C’est cette époque, et non la naissance du Christ, qui marque le véritable début de l’ère moderne.
Cependant, l’expression « avènement de la pensée critique » masque la grande diversité de ces penseurs et le gouffre qui parfois les sépare. Le bouddhisme est entièrement tourné vers le problème de la souffrance et des moyens de l’alléger. Ni Socrate ni Confucius ne s’intéressent vraiment au sujet. Même s’il est possible que la pensée de Confucius nous soit parvenue aseptisée, rien n’indique qu’il ait poussé la réflexion critique au-delà du territoire de la morale, individuelle et civique. Les
Entretiens sont bien loin de l’extrême sophistication intellectuelle de la réflexion de Socrate. Des trois, c’est cependant Confucius qui tourne le plus tranquillement le dos à toute forme de pensée religieuse. Bouddha nous promet différentes formes de réincarnation – ou nous en menace – et Socrate, même s’il se moque habilement des dieux athéniens, se réfère à l’oracle de Delphes, invoque son propre « dieu » et s’assure avant de mourir qu’un coq sera sacrifié à Asclépios. Ni l’Inde ni la Chine n’ont à cette époque de pensée scientifique. Ni de pensée historique, inventée par Hérodote (mort vingt et un ans avant Socrate) : « Hérodote d’Halicarnasse présente ici les résultats de son enquête, afin que le temps n’abolisse pas les travaux des hommes… » En revanche, tous prônent l’indépendance de la pensée et proposent à l’homme de nouvelles raisons d’espérer.

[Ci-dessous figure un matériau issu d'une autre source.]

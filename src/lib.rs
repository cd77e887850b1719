//! Library to reduce rhythm-game chart histories into trend timelines and to
//! calculate play ratings.
//!
//! ## Description
//!
//! Score cards show a chart's difficulty history as a strip of version icons
//! next to the rating of a play. This crate provides the two pieces behind
//! that, independent of any drawing code:
//!
//! - [`TrendReducer`] turns the full version history of a chart in one
//!   region into a bounded, evenly spaced [`TrendTimeline`] that keeps the
//!   oldest and newest known state.
//! - [`RatingCurve`] implementations turn a raw score into a rating:
//!   [`ScoreDeltaCurve`] adds a score-dependent bonus onto the internal
//!   level, [`AchievementCurve`] multiplies the achievement with a tier
//!   constant.
//!
//! Both are parameterized through a [`GamePolicy`] which bundles a game's
//! rating curve with its per-region [`VersionCatalog`].
//!
//! ## Usage
//!
//! ```
//! use chart_trend::{
//!     model::{
//!         event::{ChartHistory, Event},
//!         version::{Region, Version},
//!     },
//!     trend::{Trend, TrendLayout},
//!     GamePolicy,
//! };
//!
//! let policy = GamePolicy::chunithm();
//!
//! // Rate a play
//! let attrs = policy.rating(14.1, 1_007_823);
//! assert_eq!(attrs.truncated(2), 16.13);
//!
//! // Reduce the chart's history
//! let v = |major, minor| Version::new(Region::Japan, major, minor);
//! let history = ChartHistory::new(vec![
//!     Event::existence(v(2, 10), 13.9),
//!     Event::existence(v(2, 15), 13.9),
//!     Event::existence(v(2, 20), 14.1),
//!     Event::existence(v(2, 25), 14.1),
//!     Event::existence(v(2, 30), 14.1),
//! ]);
//!
//! let timeline = policy
//!     .trend(TrendLayout::new(48.0, 320.0))
//!     .reduce_history(&history, Region::Japan);
//!
//! assert_eq!(timeline.len(), 5);
//! assert_eq!(timeline.slots[2].trend, Some(Trend::Up));
//! assert!(timeline.gap <= 320.0 / 5.0);
//! ```
//!
//! ## Features
//!
//! | Flag | Description | Dependencies
//! | - | - | -
//! | `default` | No features |
//! | `serde` | (De)serialization of events, version catalogs, rating curves, and policies, plus loading policies from JSON. | [`serde`], [`serde_json`]
//! | `tracing` | Reduction decisions and rejected rating inputs are logged through `tracing`. | [`tracing`]
//!
//! [`serde`]: https://docs.rs/serde
//! [`serde_json`]: https://docs.rs/serde_json
//! [`tracing`]: https://docs.rs/tracing

#![deny(rustdoc::broken_intra_doc_links)]
#![warn(clippy::missing_const_for_fn, clippy::pedantic)]
#![allow(
    clippy::missing_errors_doc,
    clippy::module_name_repetitions,
    clippy::must_use_candidate,
    clippy::cast_possible_truncation,
    clippy::cast_precision_loss,
    clippy::cast_sign_loss,
    clippy::explicit_iter_loop,
    clippy::similar_names,
    clippy::cast_possible_wrap
)]

#[doc(inline)]
pub use self::{
    model::{catalog::VersionCatalog, event::ChartHistory},
    policy::{GamePolicy, PolicyError},
    rating::{AchievementCurve, RatingCurve, ScoreDeltaCurve},
    trend::{TrendReducer, TrendTimeline},
};

#[cfg(feature = "serde")]
#[doc(inline)]
pub use self::policy::ConfigError;

/// Versions, version catalogs, and chart history events.
pub mod model;

/// Rating curves and rank letters.
pub mod rating;

/// Chart history reduction and timeline layout.
pub mod trend;

mod policy;

mod util;
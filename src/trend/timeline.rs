use crate::{
    model::event::Event,
    util::float_ext::FloatExt,
};

use super::reduce::Reduction;

/// Direction marker drawn next to a timeline icon.
#[derive(Copy, Clone, Debug, PartialEq, Eq, Hash)]
pub enum Trend {
    /// The level went up compared to the previous icon.
    Up,
    /// The level went down compared to the previous icon.
    Down,
    /// Same level as the previous icon.
    Unchanged,
    /// The chart is (or is presumed to be) removed.
    Removed,
}

impl Trend {
    /// The marker of `event` when it follows `prev` on the timeline.
    pub fn between(prev: Option<&Event>, event: &Event) -> Option<Self> {
        if event.is_removal() {
            return Some(Self::Removed);
        }

        let prev = prev?.level()?;
        let curr = event.level()?;

        if curr.eq(prev) {
            Some(Self::Unchanged)
        } else if curr > prev {
            Some(Self::Up)
        } else {
            Some(Self::Down)
        }
    }

    pub const fn symbol(self) -> char {
        match self {
            Self::Up => '↑',
            Self::Down => '↓',
            Self::Unchanged => '→',
            Self::Removed => '×',
        }
    }
}

/// One icon of a [`TrendTimeline`].
#[derive(Copy, Clone, Debug, PartialEq)]
pub struct TrendSlot {
    pub event: Event,
    /// Whether the event is a pending-removal marker rather than a fact
    /// from the chart database.
    pub synthetic: bool,
    /// Marker relative to the previous slot; `None` for the first slot.
    pub trend: Option<Trend>,
    /// Left edge of the icon.
    pub x: f64,
}

impl TrendSlot {
    pub const fn level(&self) -> Option<f64> {
        self.event.level()
    }
}

/// Display-ready version history of a chart in one region.
#[derive(Clone, Debug, PartialEq)]
pub struct TrendTimeline {
    pub slots: Vec<TrendSlot>,
    /// Distance between two consecutive icons.
    pub gap: f64,
    /// Offset of the first icon from the left edge.
    pub position_adjustment: f64,
    /// How many icons the layout had room for.
    pub max_fit: usize,
    /// The path the reduction took.
    pub reduction: Reduction,
}

impl TrendTimeline {
    pub fn len(&self) -> usize {
        self.slots.len()
    }

    pub fn is_empty(&self) -> bool {
        self.slots.is_empty()
    }

    /// The displayed events in order.
    pub fn events(&self) -> impl Iterator<Item = &Event> {
        self.slots.iter().map(|slot| &slot.event)
    }

    /// The last slot if it is a pending-removal marker.
    pub fn pending_removal(&self) -> Option<&TrendSlot> {
        self.slots.last().filter(|slot| slot.synthetic)
    }
}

Les raisons de cette convergence, en trois points éloignés du globe, restent mystérieuses, peut-être parce que insuffisamment explorées. L’article de Glen Bowersock rend compte des hésitations des sociologues et des historiens. Pour faire apprécier la signification profonde de cette mutation, nous avons choisi un article illustrant l’actualité et la complexité de la pensée de Socrate et un autre illustrant l’originalité de la morale de Confucius, laquelle continue d’irriguer l’esprit de plus d’un milliard d’humains. Spécialiste de la pensée chinoise et bouddhiste, le Français Alexis Lavis donne pour finir son point de vue sur la signification de cet « âge axial ».